For Heritage Bank Plc, its commitment to the growth and progress of the banking profession, was behind the ongoing partnership with the Lagos Branch of the Chartered Institute of Bankers (CIBN), as it hosts the 2018 Lagos Bankers and Stakeholders’ Nite.

The General Manager and Chief Compliance Officer of Heritage Bank, Wumi Adeniyi, said the bank decided to support the forum because the event will foster a robust engagement among professionals in the sector as well as customers of banks.

“We take very significant recognition of the fact that we are a bank which must interface with our colleagues and customers at a time like this. It is a significant event in the calendar of the banking community in Nigeria and Heritage Bank, being a member of that community, must participate in it and we have supported the initiative over the years.”

The Guest Speaker and founder/Executive Vice Chairman of CWG Plc, Austin Okere, in his paper titled: “Big data, Fintech and the future of banking,” noted that the evolving technology, which goes beyond financial application is expected to disrupt global supply chain by boosting transaction schemes across borders and improving the transparency of the process.

He said the technology uses the blockchain technology, which has created the backbone of a new type of internet which was originally devised for the digital currency, remarking that it is this technology that Fintechs are leveraging to disrupt traditional banks.

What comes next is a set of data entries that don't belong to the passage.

//! Model links and record links.
//!
//! A model link declares that records of two models may be connected, with
//! an upper bound per direction. A record link is one such connection.

use chrono::{DateTime, Utc};
use serde::{Deserialize, Serialize};

use super::ids::{ModelId, ModelLinkId, RecordId, RecordLinkId};

/// Upper bound on links per record in one direction.
#[derive(Debug, Clone, Copy, PartialEq, Eq, Serialize, Deserialize)]
#[serde(rename_all = "snake_case")]
pub enum Cardinality {
    /// No bound.
    Unlimited,
    /// At most this many linked records.
    AtMost(u64),
}

impl Cardinality {
    /// Returns true when a record currently holding `current` links may
    /// accept one more.
    #[must_use]
    pub const fn admits(&self, current: u64) -> bool {
        match self {
            Self::Unlimited => true,
            Self::AtMost(bound) => current < *bound,
        }
    }

    /// Returns true for the unbounded case.
    #[must_use]
    pub const fn is_unlimited(&self) -> bool {
        matches!(self, Self::Unlimited)
    }
}

/// Bounds for both directions of a model link.
///
/// `model1_to_model2` bounds how many model-2 records a single model-1
/// record may link to; `model2_to_model1` bounds the reverse direction.
#[derive(Debug, Clone, Copy, PartialEq, Eq, Serialize, Deserialize)]
pub struct CardinalitySpec {
    /// Bound on model-2 records per model-1 record.
    pub model1_to_model2: Cardinality,
    /// Bound on model-1 records per model-2 record.
    pub model2_to_model1: Cardinality,
}

impl CardinalitySpec {
    /// Creates a spec with explicit bounds per direction.
    #[must_use]
    pub const fn new(model1_to_model2: Cardinality, model2_to_model1: Cardinality) -> Self {
        Self {
            model1_to_model2,
            model2_to_model1,
        }
    }

    /// Creates a spec with no bounds in either direction.
    #[must_use]
    pub const fn unlimited() -> Self {
        Self::new(Cardinality::Unlimited, Cardinality::Unlimited)
    }
}

impl Default for CardinalitySpec {
    fn default() -> Self {
        Self::unlimited()
    }
}

/// A declared connection between two models.
///
/// The pair is unordered for uniqueness purposes: at most one link may exist
/// between any two models, and a model never links to itself.
#[derive(Debug, Clone, PartialEq, Serialize, Deserialize)]
pub struct ModelLink {
    /// Unique identifier.
    pub id: ModelLinkId,
    /// First endpoint.
    pub model_1_id: ModelId,
    /// Second endpoint.
    pub model_2_id: ModelId,
    /// Per-direction bounds.
    pub cardinality: CardinalitySpec,
    /// Creation time.
    pub created_at: DateTime<Utc>,
    /// Last modification time.
    pub updated_at: DateTime<Utc>,
}

impl ModelLink {
    /// Creates a link between two models with a fresh identifier.
    #[must_use]
    pub fn new(model_1_id: ModelId, model_2_id: ModelId, cardinality: CardinalitySpec) -> Self {
        let now = Utc::now();
        Self {
            id: ModelLinkId::new(),
            model_1_id,
            model_2_id,
            cardinality,
            created_at: now,
            updated_at: now,
        }
    }

    /// Returns true when the model is one of the link's endpoints.
    #[must_use]
    pub fn touches(&self, model_id: ModelId) -> bool {
        self.model_1_id == model_id || self.model_2_id == model_id
    }
}

/// A model link joined with the names of its endpoint models.
#[derive(Debug, Clone, PartialEq, Serialize, Deserialize)]
pub struct ModelLinkView {
    /// The link itself.
    pub link: ModelLink,
    /// Name of the first endpoint model.
    pub model_1_name: String,
    /// Name of the second endpoint model.
    pub model_2_name: String,
}

/// A connection between two concrete records.
///
/// `record_1_id` always belongs to the link's `model_1_id` and
/// `record_2_id` to `model_2_id`, regardless of the order the records were
/// supplied in.
#[derive(Debug, Clone, PartialEq, Serialize, Deserialize)]
pub struct RecordLink {
    /// Unique identifier.
    pub id: RecordLinkId,
    /// Link definition this connection belongs to.
    pub model_link_id: ModelLinkId,
    /// Record on the model-1 side.
    pub record_1_id: RecordId,
    /// Record on the model-2 side.
    pub record_2_id: RecordId,
    /// Creation time.
    pub created_at: DateTime<Utc>,
}

impl RecordLink {
    /// Creates a record link with a fresh identifier.
    #[must_use]
    pub fn new(model_link_id: ModelLinkId, record_1_id: RecordId, record_2_id: RecordId) -> Self {
        Self {
            id: RecordLinkId::new(),
            model_link_id,
            record_1_id,
            record_2_id,
            created_at: Utc::now(),
        }
    }
}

Okere noted that the most disruptive application of the blockchain technology would be in the financial sector as consistent complaints about banks have reached a crescendo in recent times.

According to him, after centuries of receiving deposits and making loans, two customer groups have emerged, and both are calling for a change. The first group comprises of under-banked adults while the second comprises of members of the elite who believe that the relationship is absolutely skewed in favour of the banks.